Berliners have been marking the 25th anniversary of the fall of the city's Wall with a 15km-long light installation which uses 8,000 illuminated balloons to trace the path of where the hated border once stood.
Tonight #Berlin is divided again… ...by balloons lighting up route of the former #Wall pic.twitter.com/TJpjkWrGm8 via @schmidtsdorf #Lichtgrenze
— GermanForeignOffice (@GermanyDiplo) November 7, 2014
Titled 'Lichtgrenze' (Border of Light), the project was switched on last night and runs until 7pm on Sunday.
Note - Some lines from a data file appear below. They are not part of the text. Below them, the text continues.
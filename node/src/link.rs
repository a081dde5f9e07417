//! Radio link management: the OTAA join lifecycle and the send/receive
//! transport over the LoRaWAN stack.

use std::time::Duration;

use log::{info, warn};

use etwatch_common::measurement::EncodedReading;

use crate::config::JoinCredentials;
use crate::delay::Delay;
use crate::error::{JoinError, LinkError};
use crate::leds::{LedColor, StatusLed};

/// Spacing between join status polls.
pub const JOIN_RETRY_INTERVAL: Duration = Duration::from_secs(5);

/// Number of unjoined polls tolerated before giving up.
pub const DEFAULT_MAX_JOIN_RETRIES: u32 = 100;

/// Data rate used for uplinks (SF7/BW125 on EU868).
const DATA_RATE: u8 = 5;

/// One entry of the channel plan.
#[derive(Debug, Copy, Clone, PartialEq, Eq)]
pub struct Channel {
    pub index: u8,
    pub frequency_hz: u32,
    pub dr_min: u8,
    pub dr_max: u8,
}

const fn channel(index: u8, frequency_hz: u32) -> Channel {
    Channel {
        index,
        frequency_hz,
        dr_min: 0,
        dr_max: 5,
    }
}

/// Channel plan for TTN EU863-870.
pub const EU868_CHANNELS: [Channel; 8] = [
    channel(0, 868_100_000),
    channel(1, 868_300_000),
    channel(2, 868_500_000),
    channel(3, 867_100_000),
    channel(4, 867_300_000),
    channel(5, 867_500_000),
    channel(6, 867_700_000),
    channel(7, 867_900_000),
];

/// The opaque radio protocol stack.
///
/// Join handshake internals live below this trait; the node only observes
/// the session state and moves payload bytes.
pub trait Radio {
    fn configure_channel(&mut self, channel: &Channel) -> Result<(), LinkError>;
    fn set_data_rate(&mut self, data_rate: u8) -> Result<(), LinkError>;
    /// Begin OTAA activation. Completion is observed via `has_joined`.
    fn start_join(&mut self, credentials: &JoinCredentials) -> Result<(), LinkError>;
    fn has_joined(&mut self) -> Result<bool, LinkError>;
    /// Queue one uplink. Non-blocking.
    fn send(&mut self, payload: &[u8]) -> Result<(), LinkError>;
    /// Poll for a downlink for up to `timeout`. `None` on timeout; never
    /// blocks past it.
    fn receive(&mut self, timeout: Duration) -> Result<Option<Vec<u8>>, LinkError>;
}

/// Owns the radio and its join session.
pub struct LinkManager<R: Radio> {
    radio: R,
}

impl<R: Radio> LinkManager<R> {
    pub fn new(radio: R) -> Self {
        Self { radio }
    }

    /// Join the network via OTAA.
    ///
    /// Configures the channel plan and data rate, starts the activation,
    /// then polls the join status every [`JOIN_RETRY_INTERVAL`], showing
    /// the pending indicator on each attempt. Exceeding `max_retries`
    /// terminates the session; the surrounding power management is
    /// expected to reset or deep-sleep the device.
    pub fn join(
        &mut self,
        credentials: &JoinCredentials,
        max_retries: u32,
        led: &mut dyn StatusLed,
        delay: &mut dyn Delay,
    ) -> Result<(), JoinError> {
        info!("configuring channel plan ({} channels)", EU868_CHANNELS.len());
        for channel in &EU868_CHANNELS {
            if let Err(e) = self.radio.configure_channel(channel) {
                warn!("channel {}: {}", channel.index, e);
            }
        }
        if let Err(e) = self.radio.set_data_rate(DATA_RATE) {
            warn!("data rate: {}", e);
        }

        info!("starting OTAA join");
        if let Err(e) = self.radio.start_join(credentials) {
            warn!("join request: {}", e);
        }

        let mut retries = 0u32;
        loop {
            match self.radio.has_joined() {
                Ok(true) => break,
                Ok(false) => {}
                Err(e) => warn!("join status: {}", e),
            }
            led.set(LedColor::Amber);
            delay.delay(JOIN_RETRY_INTERVAL);
            retries += 1;
            info!("not joined yet (attempt {})", retries);
            if retries > max_retries {
                return Err(JoinError::RetriesExhausted { attempts: retries });
            }
        }

        info!("joined the network");
        led.set(LedColor::Green);
        Ok(())
    }

    /// Transmit one encoded reading.
    pub fn send(&mut self, frame: &EncodedReading) -> Result<(), LinkError> {
        self.radio.send(&frame.0)
    }

    /// Poll for one downlink frame.
    pub fn receive(&mut self, timeout: Duration) -> Result<Option<Vec<u8>>, LinkError> {
        self.radio.receive(timeout)
    }
}

#[cfg(test)]
mod tests {
    use super::*;

    use crate::testutil::{test_credentials, FakeDelay, FakeRadio, RecordingLed};

    #[test]
    fn test_join_succeeds_after_a_few_polls() {
        let radio = FakeRadio::joins_after(3);
        let state = radio.state();
        let mut link = LinkManager::new(radio);
        let led = RecordingLed::default();
        let mut delay = FakeDelay::default();

        link.join(&test_credentials(), 100, &mut led.clone(), &mut delay)
            .unwrap();

        // Three unjoined polls, each with the pending indicator and the
        // 5 second backoff, then green.
        assert_eq!(state.borrow().polls, 4);
        assert_eq!(delay.elapsed(), JOIN_RETRY_INTERVAL * 3);
        let colors = led.0.borrow().clone();
        assert_eq!(colors.last(), Some(&LedColor::Green));
        assert_eq!(
            colors.iter().filter(|c| **c == LedColor::Amber).count(),
            3
        );
    }

    #[test]
    fn test_join_immediately_joined_needs_no_backoff() {
        let mut link = LinkManager::new(FakeRadio::joins_after(0));
        let led = RecordingLed::default();
        let mut delay = FakeDelay::default();

        link.join(&test_credentials(), 100, &mut led.clone(), &mut delay)
            .unwrap();
        assert_eq!(delay.durations().len(), 0);
    }

    #[test]
    fn test_join_retry_ceiling_is_fatal_at_attempt_101() {
        let radio = FakeRadio::never_joins();
        let state = radio.state();
        let mut link = LinkManager::new(radio);
        let led = RecordingLed::default();
        let mut delay = FakeDelay::default();

        let err = link
            .join(&test_credentials(), 100, &mut led.clone(), &mut delay)
            .unwrap_err();

        assert!(matches!(err, JoinError::RetriesExhausted { attempts: 101 }));
        assert_eq!(state.borrow().polls, 101);
    }

    #[test]
    fn test_join_on_the_last_allowed_attempt_is_not_fatal() {
        // 100 unjoined polls followed by a successful one: still fine.
        let mut link = LinkManager::new(FakeRadio::joins_after(100));
        let led = RecordingLed::default();
        let mut delay = FakeDelay::default();

        link.join(&test_credentials(), 100, &mut led.clone(), &mut delay)
            .unwrap();
        assert_eq!(delay.durations().len(), 100);
    }

    #[test]
    fn test_channel_plan_matches_eu868() {
        assert_eq!(EU868_CHANNELS[0].frequency_hz, 868_100_000);
        assert_eq!(EU868_CHANNELS[7].frequency_hz, 867_900_000);
        assert!(EU868_CHANNELS.iter().all(|c| c.dr_min == 0 && c.dr_max == 5));
    }
}
//! Downlink command frames.
//!
//! A downlink is a variable-length byte sequence: one command tag followed
//! by a tag-specific payload. Decoding is total: anything that does not
//! parse is ignored, since the absence of a valid command is a normal
//! outcome, not an error.

/// Command tags understood by the node.
mod tags {
    /// Set the sleep interval. Payload: u16 LE seconds.
    pub const SET_SLEEP_INTERVAL: u8 = 1;
}

/// A decoded downlink command.
#[derive(Debug, Copy, Clone, PartialEq, Eq)]
pub enum DownlinkCommand {
    /// Replace the inter-cycle sleep interval (seconds).
    SetSleepInterval(u16),
}

/// Decode a downlink frame.
///
/// Frames of length ≤ 2 and frames with an unknown tag yield `None`.
pub fn decode(frame: &[u8]) -> Option<DownlinkCommand> {
    if frame.len() <= 2 {
        return None;
    }
    match frame[0] {
        tags::SET_SLEEP_INTERVAL => {
            let seconds = u16::from_le_bytes([frame[1], frame[2]]);
            Some(DownlinkCommand::SetSleepInterval(seconds))
        }
        _ => None,
    }
}
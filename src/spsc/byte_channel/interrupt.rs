use std::sync::Arc;

use super::inner::Shared;

/// The two roles of a channel.
#[derive(Debug, Clone, Copy, PartialEq, Eq, Hash)]
pub enum Side {
    /// Deposits bytes.
    Producer = 0,
    /// Reads bytes.
    Consumer = 1,
}

/// Cancels blocking waits on one side of a channel from another thread.
///
/// [`interrupt`](Interrupter::interrupt) arms the side's interrupt flag and
/// wakes every waiter. The next wait cycle on that side consumes the flag
/// and fails with [`ChannelError::Interrupted`](super::ChannelError::Interrupted).
/// An operation that completes without waiting leaves the flag armed.
#[derive(Clone, Debug)]
pub struct Interrupter {
    shared: Arc<Shared>,
    side: Side,
}

impl Interrupter {
    pub(crate) fn new(shared: Arc<Shared>, side: Side) -> Self {
        Self { shared, side }
    }

    /// Returns `true` if this call armed the flag, `false` if an earlier
    /// interrupt is still pending.
    pub fn interrupt(&self) -> bool {
        self.shared.interrupt(self.side)
    }

    pub fn side(&self) -> Side {
        self.side
    }
}
/// Blocking bounded byte channel with half-close semantics.
pub mod byte_channel;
Some 8,000 luminous white balloons temporarily divide the inner city, from Bornholmer Strasse to Mauerpark and the Berlin Wall Memorial on Bernauer Strasse, past the Reichstag, the Brandenburg Gate and Checkpoint Charlie to the East Side Gallery.
The project, developed from an idea by Christopher Bauder and Marc Bauder, "evokes the dimension and brutality of the Wall", according to organisers.
The installation is part of a series of cultural events in Berlin to mark a quarter-century since the Wall came down, on November 9, 1989.
Over 100 people are estimated to have lost their lives trying to cross the border between communist east Berlin and the west while the Wall stood (1961-1989).